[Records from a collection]
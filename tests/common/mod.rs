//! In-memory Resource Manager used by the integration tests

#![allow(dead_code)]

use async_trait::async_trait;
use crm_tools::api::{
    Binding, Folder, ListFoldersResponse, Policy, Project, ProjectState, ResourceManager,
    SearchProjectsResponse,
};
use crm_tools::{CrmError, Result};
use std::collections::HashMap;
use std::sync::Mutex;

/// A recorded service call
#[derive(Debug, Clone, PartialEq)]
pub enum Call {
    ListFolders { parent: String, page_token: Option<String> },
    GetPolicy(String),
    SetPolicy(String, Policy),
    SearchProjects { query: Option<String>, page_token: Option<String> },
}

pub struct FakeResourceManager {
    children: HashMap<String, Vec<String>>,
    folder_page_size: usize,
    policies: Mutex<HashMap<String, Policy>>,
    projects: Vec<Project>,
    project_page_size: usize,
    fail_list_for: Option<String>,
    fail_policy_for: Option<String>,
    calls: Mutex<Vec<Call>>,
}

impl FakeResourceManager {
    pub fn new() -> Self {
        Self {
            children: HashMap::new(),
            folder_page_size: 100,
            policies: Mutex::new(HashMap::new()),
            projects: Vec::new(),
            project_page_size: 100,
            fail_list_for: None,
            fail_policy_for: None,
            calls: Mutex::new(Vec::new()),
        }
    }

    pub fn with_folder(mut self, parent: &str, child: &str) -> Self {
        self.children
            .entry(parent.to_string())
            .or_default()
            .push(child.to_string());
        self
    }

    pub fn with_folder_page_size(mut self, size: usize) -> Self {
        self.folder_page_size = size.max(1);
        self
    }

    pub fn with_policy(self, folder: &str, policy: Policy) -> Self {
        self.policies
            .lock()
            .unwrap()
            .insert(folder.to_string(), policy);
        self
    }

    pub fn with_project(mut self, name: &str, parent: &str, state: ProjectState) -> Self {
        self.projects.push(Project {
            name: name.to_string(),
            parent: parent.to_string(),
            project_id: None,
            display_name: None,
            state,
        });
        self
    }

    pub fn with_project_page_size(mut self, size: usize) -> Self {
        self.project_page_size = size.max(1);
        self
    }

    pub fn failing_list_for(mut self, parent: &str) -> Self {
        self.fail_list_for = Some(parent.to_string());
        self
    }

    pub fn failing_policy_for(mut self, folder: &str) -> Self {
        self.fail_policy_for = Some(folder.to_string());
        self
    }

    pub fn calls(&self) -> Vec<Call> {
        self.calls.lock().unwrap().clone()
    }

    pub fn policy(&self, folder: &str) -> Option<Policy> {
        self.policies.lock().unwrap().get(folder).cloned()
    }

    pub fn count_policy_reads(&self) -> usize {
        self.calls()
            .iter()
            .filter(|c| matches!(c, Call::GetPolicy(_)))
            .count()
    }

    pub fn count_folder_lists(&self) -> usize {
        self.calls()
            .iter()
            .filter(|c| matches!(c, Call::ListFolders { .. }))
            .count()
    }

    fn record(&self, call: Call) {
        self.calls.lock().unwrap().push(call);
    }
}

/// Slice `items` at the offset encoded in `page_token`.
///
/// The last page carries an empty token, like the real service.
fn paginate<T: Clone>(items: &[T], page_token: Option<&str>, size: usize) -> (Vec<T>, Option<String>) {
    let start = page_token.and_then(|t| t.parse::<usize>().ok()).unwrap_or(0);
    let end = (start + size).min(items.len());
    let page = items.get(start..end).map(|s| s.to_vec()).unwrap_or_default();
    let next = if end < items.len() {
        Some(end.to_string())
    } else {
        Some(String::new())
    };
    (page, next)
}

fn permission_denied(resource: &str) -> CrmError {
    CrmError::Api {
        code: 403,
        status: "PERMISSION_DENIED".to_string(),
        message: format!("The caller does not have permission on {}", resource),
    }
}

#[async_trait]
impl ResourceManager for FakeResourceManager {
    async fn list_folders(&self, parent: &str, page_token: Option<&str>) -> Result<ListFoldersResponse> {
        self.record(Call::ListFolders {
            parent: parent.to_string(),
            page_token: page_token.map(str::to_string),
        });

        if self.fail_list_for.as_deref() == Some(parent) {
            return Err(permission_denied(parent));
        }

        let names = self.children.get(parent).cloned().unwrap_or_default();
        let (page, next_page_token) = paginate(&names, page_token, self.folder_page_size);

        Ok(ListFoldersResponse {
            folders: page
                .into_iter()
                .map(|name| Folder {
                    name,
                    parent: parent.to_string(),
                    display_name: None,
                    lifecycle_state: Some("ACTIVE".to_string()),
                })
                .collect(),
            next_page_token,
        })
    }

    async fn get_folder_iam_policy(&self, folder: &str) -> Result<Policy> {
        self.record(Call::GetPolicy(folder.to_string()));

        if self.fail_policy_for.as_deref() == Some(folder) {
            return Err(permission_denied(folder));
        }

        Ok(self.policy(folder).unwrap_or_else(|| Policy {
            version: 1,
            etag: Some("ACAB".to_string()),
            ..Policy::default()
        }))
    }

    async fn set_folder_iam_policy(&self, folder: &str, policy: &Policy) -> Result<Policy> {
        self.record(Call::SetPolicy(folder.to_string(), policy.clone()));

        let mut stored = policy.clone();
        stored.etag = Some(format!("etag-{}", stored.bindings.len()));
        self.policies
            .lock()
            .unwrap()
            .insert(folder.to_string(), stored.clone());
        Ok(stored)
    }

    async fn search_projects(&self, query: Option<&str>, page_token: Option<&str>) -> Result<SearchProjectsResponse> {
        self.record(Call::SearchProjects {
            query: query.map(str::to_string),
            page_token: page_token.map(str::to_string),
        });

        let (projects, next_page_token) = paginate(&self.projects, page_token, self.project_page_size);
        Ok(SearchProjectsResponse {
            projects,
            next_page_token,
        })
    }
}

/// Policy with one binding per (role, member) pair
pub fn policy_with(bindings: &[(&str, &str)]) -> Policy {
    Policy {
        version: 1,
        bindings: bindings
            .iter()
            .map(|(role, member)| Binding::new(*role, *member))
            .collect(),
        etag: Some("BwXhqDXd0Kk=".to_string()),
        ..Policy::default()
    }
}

* * *

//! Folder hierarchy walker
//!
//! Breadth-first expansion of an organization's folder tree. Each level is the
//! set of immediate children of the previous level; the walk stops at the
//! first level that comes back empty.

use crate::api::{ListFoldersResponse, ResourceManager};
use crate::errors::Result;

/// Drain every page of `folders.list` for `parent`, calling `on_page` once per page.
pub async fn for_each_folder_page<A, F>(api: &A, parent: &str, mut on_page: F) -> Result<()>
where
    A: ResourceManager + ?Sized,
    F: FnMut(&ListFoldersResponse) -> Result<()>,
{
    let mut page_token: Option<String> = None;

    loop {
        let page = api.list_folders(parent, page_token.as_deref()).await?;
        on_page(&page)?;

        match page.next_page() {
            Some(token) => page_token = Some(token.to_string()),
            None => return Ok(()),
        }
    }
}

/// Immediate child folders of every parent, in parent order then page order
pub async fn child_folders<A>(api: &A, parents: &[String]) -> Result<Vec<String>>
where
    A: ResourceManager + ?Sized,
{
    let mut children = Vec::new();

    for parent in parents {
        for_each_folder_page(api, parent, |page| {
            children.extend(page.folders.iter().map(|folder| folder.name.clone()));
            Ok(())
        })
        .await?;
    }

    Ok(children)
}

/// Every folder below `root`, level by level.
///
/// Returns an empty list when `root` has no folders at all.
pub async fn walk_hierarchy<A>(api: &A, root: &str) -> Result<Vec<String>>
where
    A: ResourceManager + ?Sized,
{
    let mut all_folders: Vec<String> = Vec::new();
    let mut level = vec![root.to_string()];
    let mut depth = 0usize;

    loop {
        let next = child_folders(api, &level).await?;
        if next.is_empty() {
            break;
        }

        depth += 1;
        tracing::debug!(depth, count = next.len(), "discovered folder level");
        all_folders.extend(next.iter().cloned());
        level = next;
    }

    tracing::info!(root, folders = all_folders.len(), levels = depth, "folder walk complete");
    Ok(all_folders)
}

Goal of the exercise
Look for the word "tests". Copy out every line of the data that has it.

Reply to the task
filename tests/common/mod.rs
//! In-memory Resource Manager used by the integration tests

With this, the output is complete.